_Problem:_ Tell how many lines in the records contain the word "What"; the number alone is the answer.

_Data excerpts:_

- Opening Delimiter -

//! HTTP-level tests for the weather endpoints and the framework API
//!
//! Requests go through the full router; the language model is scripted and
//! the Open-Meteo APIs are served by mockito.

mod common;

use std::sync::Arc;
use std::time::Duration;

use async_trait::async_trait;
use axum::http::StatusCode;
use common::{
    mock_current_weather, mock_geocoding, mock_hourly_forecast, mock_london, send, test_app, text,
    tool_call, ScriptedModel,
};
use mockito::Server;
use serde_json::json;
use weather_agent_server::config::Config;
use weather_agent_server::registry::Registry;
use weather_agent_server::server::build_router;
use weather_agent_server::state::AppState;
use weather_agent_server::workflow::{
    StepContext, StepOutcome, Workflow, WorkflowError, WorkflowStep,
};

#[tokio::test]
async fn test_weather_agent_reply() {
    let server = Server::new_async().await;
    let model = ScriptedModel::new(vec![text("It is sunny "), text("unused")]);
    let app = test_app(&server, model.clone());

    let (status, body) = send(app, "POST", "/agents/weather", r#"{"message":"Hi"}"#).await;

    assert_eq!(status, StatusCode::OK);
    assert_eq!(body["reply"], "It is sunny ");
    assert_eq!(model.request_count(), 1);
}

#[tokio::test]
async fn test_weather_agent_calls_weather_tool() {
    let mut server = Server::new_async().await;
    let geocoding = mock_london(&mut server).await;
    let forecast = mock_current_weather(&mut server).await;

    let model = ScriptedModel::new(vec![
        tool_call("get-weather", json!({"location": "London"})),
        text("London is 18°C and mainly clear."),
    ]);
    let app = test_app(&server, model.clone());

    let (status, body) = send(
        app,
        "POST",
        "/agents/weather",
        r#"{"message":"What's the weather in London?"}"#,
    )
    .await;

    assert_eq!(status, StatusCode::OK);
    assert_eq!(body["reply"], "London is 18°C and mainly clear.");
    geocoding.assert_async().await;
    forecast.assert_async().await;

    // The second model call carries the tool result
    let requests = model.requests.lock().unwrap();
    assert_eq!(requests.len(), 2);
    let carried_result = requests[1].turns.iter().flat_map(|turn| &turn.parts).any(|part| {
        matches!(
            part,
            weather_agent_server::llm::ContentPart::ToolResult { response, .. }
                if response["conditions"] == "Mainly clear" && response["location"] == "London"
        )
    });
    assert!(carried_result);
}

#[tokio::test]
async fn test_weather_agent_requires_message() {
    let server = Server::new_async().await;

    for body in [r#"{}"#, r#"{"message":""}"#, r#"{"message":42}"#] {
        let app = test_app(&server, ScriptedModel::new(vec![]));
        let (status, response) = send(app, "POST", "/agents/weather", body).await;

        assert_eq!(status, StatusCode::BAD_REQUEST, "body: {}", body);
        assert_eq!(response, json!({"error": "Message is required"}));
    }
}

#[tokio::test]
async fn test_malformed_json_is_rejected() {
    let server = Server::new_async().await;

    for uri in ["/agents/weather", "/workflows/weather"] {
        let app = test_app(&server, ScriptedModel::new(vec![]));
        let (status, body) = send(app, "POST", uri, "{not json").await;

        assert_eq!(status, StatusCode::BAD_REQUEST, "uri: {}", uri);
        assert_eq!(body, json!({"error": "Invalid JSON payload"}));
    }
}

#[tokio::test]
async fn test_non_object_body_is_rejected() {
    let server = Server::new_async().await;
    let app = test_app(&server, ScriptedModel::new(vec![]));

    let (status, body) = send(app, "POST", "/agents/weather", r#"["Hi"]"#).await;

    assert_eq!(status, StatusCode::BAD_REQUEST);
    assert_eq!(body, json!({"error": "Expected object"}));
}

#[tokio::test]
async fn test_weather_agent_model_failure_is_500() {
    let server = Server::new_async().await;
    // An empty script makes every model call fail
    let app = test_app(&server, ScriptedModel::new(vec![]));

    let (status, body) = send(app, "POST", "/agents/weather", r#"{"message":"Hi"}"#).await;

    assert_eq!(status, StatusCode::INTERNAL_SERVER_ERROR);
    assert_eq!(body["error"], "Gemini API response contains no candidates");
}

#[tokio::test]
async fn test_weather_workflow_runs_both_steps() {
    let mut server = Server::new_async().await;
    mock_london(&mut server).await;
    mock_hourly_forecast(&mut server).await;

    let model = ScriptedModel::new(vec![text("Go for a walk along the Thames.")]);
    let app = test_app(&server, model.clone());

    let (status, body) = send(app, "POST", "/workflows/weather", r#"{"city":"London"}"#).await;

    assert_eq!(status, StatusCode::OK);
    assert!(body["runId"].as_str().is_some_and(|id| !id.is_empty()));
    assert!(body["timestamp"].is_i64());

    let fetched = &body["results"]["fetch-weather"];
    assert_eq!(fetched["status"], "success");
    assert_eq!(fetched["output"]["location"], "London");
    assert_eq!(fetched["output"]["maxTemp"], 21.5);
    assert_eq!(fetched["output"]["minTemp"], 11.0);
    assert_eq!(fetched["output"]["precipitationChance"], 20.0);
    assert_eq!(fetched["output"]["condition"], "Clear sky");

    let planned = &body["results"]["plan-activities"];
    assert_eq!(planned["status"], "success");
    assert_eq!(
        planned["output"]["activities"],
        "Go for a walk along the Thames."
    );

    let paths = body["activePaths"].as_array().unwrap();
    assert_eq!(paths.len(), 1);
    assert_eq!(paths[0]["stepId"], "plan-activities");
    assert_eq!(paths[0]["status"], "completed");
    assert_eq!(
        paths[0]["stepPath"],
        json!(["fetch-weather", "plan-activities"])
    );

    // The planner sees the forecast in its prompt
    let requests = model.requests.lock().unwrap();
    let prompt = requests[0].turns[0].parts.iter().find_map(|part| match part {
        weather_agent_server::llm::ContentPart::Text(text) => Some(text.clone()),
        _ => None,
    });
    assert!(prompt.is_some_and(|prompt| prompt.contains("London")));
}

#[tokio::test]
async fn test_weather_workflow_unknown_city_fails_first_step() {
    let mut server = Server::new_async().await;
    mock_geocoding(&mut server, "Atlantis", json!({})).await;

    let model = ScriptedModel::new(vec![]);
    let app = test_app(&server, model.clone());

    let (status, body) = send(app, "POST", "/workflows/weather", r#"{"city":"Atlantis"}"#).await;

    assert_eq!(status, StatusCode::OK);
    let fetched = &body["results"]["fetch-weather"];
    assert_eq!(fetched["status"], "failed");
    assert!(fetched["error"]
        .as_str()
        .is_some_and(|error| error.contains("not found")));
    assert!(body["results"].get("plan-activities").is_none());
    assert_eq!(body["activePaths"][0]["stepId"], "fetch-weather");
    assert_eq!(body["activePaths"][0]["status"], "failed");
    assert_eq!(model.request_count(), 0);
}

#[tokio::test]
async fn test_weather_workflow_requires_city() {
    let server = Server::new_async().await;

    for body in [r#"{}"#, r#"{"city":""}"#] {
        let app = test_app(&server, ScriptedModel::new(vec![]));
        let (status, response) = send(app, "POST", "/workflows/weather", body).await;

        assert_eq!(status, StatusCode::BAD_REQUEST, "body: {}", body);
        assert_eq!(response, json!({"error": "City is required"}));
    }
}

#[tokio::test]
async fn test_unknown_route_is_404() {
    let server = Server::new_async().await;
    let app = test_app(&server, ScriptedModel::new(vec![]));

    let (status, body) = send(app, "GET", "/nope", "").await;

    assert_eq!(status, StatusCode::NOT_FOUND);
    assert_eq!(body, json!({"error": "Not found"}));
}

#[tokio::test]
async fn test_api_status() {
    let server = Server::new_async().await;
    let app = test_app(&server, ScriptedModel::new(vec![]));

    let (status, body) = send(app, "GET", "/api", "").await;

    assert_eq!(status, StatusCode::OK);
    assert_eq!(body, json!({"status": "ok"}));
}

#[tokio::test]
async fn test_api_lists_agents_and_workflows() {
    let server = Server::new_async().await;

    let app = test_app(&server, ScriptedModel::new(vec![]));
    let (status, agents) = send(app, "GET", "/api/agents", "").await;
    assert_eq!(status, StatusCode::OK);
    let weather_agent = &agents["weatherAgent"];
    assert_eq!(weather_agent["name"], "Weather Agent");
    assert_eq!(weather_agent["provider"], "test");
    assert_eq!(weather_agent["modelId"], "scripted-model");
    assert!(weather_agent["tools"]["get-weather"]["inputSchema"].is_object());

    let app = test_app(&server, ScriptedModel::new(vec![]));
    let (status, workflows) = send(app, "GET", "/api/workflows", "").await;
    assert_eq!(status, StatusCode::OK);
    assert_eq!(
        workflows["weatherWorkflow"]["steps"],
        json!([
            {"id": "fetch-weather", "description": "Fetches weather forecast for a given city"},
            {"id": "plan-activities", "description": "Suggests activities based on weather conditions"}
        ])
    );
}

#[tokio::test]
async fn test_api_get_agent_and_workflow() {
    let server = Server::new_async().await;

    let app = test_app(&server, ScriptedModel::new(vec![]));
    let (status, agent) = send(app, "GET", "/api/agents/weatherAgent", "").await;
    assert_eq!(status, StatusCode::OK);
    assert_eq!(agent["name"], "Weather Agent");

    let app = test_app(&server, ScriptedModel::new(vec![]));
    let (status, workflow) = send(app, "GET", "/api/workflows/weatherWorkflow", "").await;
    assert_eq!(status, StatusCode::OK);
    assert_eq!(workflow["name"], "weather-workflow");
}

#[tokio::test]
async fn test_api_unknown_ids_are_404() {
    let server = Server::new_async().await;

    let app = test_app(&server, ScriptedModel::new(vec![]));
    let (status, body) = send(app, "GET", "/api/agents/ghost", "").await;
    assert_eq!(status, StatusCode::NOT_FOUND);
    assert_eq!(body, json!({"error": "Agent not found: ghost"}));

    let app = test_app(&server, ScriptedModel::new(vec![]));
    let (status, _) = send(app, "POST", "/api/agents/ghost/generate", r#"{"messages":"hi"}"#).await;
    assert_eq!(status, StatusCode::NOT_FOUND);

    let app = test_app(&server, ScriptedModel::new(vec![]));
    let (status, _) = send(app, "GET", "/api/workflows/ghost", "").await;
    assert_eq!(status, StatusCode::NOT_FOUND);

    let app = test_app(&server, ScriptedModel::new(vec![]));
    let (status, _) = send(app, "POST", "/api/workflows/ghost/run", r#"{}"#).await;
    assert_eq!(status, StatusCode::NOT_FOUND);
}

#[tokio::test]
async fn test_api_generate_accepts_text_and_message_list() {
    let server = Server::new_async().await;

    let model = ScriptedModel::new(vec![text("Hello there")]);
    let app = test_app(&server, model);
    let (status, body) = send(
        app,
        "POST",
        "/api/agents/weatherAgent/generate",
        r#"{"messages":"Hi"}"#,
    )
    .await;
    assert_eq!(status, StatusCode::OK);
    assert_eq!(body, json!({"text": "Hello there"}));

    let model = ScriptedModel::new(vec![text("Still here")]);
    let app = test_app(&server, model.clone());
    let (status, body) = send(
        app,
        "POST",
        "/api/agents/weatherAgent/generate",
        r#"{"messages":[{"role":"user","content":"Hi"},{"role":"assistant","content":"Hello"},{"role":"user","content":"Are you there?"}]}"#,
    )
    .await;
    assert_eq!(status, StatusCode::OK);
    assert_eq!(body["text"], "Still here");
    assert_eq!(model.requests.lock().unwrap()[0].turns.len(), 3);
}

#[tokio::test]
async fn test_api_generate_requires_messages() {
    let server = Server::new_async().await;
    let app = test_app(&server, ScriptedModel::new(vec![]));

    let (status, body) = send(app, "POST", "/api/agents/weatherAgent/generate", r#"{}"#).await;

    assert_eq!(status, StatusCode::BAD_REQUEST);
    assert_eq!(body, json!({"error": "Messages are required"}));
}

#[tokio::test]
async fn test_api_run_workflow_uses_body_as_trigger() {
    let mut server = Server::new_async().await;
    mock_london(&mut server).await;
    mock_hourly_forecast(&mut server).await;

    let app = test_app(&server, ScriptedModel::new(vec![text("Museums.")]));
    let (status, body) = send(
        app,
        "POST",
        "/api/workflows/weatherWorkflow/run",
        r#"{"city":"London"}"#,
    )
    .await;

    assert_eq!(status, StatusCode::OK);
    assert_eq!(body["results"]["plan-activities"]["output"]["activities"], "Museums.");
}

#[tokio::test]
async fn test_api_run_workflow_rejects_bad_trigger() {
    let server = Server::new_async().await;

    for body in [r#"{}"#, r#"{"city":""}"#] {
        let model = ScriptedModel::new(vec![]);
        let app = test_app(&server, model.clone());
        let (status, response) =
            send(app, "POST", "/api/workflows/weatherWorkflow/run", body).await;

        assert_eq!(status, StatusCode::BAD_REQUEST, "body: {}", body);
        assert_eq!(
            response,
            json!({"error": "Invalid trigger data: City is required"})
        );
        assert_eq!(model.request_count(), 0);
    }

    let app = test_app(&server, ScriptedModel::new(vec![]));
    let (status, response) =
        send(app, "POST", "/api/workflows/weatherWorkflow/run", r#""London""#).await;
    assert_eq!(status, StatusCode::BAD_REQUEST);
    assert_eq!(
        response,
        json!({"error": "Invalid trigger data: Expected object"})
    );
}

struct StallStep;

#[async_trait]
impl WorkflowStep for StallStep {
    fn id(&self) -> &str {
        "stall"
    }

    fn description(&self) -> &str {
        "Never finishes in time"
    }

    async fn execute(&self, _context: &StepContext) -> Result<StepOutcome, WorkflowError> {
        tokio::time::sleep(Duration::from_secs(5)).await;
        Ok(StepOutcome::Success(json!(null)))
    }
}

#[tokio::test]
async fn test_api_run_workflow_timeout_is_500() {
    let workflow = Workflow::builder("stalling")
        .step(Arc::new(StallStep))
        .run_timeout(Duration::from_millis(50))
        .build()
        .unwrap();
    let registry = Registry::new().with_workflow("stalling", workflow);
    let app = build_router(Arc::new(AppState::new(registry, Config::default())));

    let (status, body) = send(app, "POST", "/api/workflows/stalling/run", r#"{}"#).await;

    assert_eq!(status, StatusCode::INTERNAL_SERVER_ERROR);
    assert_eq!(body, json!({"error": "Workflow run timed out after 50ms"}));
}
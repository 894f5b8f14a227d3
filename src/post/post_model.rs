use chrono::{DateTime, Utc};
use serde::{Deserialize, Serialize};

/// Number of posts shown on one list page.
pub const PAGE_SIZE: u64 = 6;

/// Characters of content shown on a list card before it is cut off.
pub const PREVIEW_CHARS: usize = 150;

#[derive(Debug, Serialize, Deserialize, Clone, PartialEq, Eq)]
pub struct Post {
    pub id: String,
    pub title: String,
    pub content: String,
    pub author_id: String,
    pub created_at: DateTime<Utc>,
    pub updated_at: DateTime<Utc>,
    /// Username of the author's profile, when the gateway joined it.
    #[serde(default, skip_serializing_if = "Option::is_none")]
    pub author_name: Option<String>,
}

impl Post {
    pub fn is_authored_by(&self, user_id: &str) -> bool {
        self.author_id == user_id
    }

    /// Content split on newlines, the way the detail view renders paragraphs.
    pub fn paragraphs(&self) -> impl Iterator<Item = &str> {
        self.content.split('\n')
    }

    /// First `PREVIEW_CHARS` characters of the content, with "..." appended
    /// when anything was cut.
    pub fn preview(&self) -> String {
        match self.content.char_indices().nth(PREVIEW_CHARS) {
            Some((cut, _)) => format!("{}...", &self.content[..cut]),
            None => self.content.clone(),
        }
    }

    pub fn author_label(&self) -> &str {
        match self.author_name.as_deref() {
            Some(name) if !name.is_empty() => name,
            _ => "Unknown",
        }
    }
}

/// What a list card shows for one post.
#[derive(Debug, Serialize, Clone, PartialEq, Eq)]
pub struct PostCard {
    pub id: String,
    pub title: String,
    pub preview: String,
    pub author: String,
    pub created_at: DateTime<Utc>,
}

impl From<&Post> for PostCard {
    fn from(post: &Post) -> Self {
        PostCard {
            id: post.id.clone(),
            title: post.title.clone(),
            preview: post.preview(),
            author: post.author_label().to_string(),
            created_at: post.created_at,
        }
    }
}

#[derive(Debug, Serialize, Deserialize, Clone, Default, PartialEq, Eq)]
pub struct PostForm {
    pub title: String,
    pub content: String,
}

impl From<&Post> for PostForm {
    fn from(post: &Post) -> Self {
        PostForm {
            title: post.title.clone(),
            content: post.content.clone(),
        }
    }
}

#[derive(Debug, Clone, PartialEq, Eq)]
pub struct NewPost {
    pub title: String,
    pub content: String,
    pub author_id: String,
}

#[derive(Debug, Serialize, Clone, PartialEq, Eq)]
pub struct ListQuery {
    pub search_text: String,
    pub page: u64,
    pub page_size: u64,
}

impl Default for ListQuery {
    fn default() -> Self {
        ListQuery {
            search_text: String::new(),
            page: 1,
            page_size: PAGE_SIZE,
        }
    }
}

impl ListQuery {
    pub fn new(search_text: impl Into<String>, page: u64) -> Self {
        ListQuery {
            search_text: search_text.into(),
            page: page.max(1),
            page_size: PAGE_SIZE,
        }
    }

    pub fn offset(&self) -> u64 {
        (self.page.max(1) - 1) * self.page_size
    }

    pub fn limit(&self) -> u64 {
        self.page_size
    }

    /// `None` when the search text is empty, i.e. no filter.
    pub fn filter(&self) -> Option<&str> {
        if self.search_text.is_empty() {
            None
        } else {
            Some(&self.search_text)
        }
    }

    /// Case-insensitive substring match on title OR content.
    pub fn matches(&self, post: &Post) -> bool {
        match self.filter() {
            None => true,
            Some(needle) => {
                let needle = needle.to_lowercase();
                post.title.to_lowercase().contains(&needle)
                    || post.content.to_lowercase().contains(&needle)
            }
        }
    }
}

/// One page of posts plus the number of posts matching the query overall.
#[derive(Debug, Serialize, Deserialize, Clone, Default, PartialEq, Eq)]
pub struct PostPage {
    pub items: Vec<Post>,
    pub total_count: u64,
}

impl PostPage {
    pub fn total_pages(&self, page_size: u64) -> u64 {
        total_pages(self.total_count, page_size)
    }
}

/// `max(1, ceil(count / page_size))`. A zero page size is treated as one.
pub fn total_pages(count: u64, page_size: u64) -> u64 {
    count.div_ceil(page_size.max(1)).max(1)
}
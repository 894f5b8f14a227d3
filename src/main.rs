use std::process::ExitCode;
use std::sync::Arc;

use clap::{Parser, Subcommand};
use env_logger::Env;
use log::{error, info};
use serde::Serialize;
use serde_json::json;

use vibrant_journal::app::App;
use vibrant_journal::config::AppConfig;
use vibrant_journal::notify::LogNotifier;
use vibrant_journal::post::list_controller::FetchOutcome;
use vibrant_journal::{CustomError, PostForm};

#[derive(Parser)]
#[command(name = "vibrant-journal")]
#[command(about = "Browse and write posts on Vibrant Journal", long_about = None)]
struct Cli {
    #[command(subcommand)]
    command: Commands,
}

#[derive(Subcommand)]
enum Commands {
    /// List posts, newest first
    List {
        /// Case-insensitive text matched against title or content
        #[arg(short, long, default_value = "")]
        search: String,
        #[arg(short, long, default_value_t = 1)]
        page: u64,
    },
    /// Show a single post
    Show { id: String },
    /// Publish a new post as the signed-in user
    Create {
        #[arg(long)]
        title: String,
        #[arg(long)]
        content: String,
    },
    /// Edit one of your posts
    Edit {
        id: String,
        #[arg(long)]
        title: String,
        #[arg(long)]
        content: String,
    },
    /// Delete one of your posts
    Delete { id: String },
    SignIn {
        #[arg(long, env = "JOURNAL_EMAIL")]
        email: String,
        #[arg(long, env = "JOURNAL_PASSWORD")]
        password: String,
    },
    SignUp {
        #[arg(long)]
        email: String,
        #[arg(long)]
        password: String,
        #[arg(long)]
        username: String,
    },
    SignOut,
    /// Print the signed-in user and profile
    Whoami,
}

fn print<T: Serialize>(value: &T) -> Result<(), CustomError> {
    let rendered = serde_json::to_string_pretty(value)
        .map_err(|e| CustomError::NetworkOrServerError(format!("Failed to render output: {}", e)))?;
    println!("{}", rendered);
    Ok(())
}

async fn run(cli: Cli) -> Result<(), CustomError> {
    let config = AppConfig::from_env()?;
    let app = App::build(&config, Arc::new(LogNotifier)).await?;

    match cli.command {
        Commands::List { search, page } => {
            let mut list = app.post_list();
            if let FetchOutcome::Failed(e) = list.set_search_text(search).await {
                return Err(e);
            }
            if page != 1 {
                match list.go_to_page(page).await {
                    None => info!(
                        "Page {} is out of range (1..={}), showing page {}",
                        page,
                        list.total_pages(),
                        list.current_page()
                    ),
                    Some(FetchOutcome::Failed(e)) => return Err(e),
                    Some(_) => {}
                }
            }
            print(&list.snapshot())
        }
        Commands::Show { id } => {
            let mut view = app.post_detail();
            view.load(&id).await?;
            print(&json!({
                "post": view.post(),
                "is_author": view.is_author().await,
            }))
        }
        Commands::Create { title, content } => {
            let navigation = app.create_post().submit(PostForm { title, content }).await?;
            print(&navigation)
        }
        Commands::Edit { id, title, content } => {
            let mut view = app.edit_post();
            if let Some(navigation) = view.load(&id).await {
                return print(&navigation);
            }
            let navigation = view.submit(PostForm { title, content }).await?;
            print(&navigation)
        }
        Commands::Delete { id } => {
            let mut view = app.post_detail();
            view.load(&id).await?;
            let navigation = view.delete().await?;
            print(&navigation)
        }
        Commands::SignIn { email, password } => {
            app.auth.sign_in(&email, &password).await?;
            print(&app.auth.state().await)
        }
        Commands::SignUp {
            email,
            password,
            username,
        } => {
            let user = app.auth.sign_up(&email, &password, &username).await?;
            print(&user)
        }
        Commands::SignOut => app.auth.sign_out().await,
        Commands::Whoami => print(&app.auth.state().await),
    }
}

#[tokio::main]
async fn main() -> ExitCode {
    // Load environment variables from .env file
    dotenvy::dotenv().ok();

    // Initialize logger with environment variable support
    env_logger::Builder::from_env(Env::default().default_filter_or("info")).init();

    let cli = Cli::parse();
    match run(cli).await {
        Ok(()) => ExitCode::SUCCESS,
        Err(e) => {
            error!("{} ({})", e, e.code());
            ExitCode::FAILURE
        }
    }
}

- Closing Delimiter -

_Your response:_ 2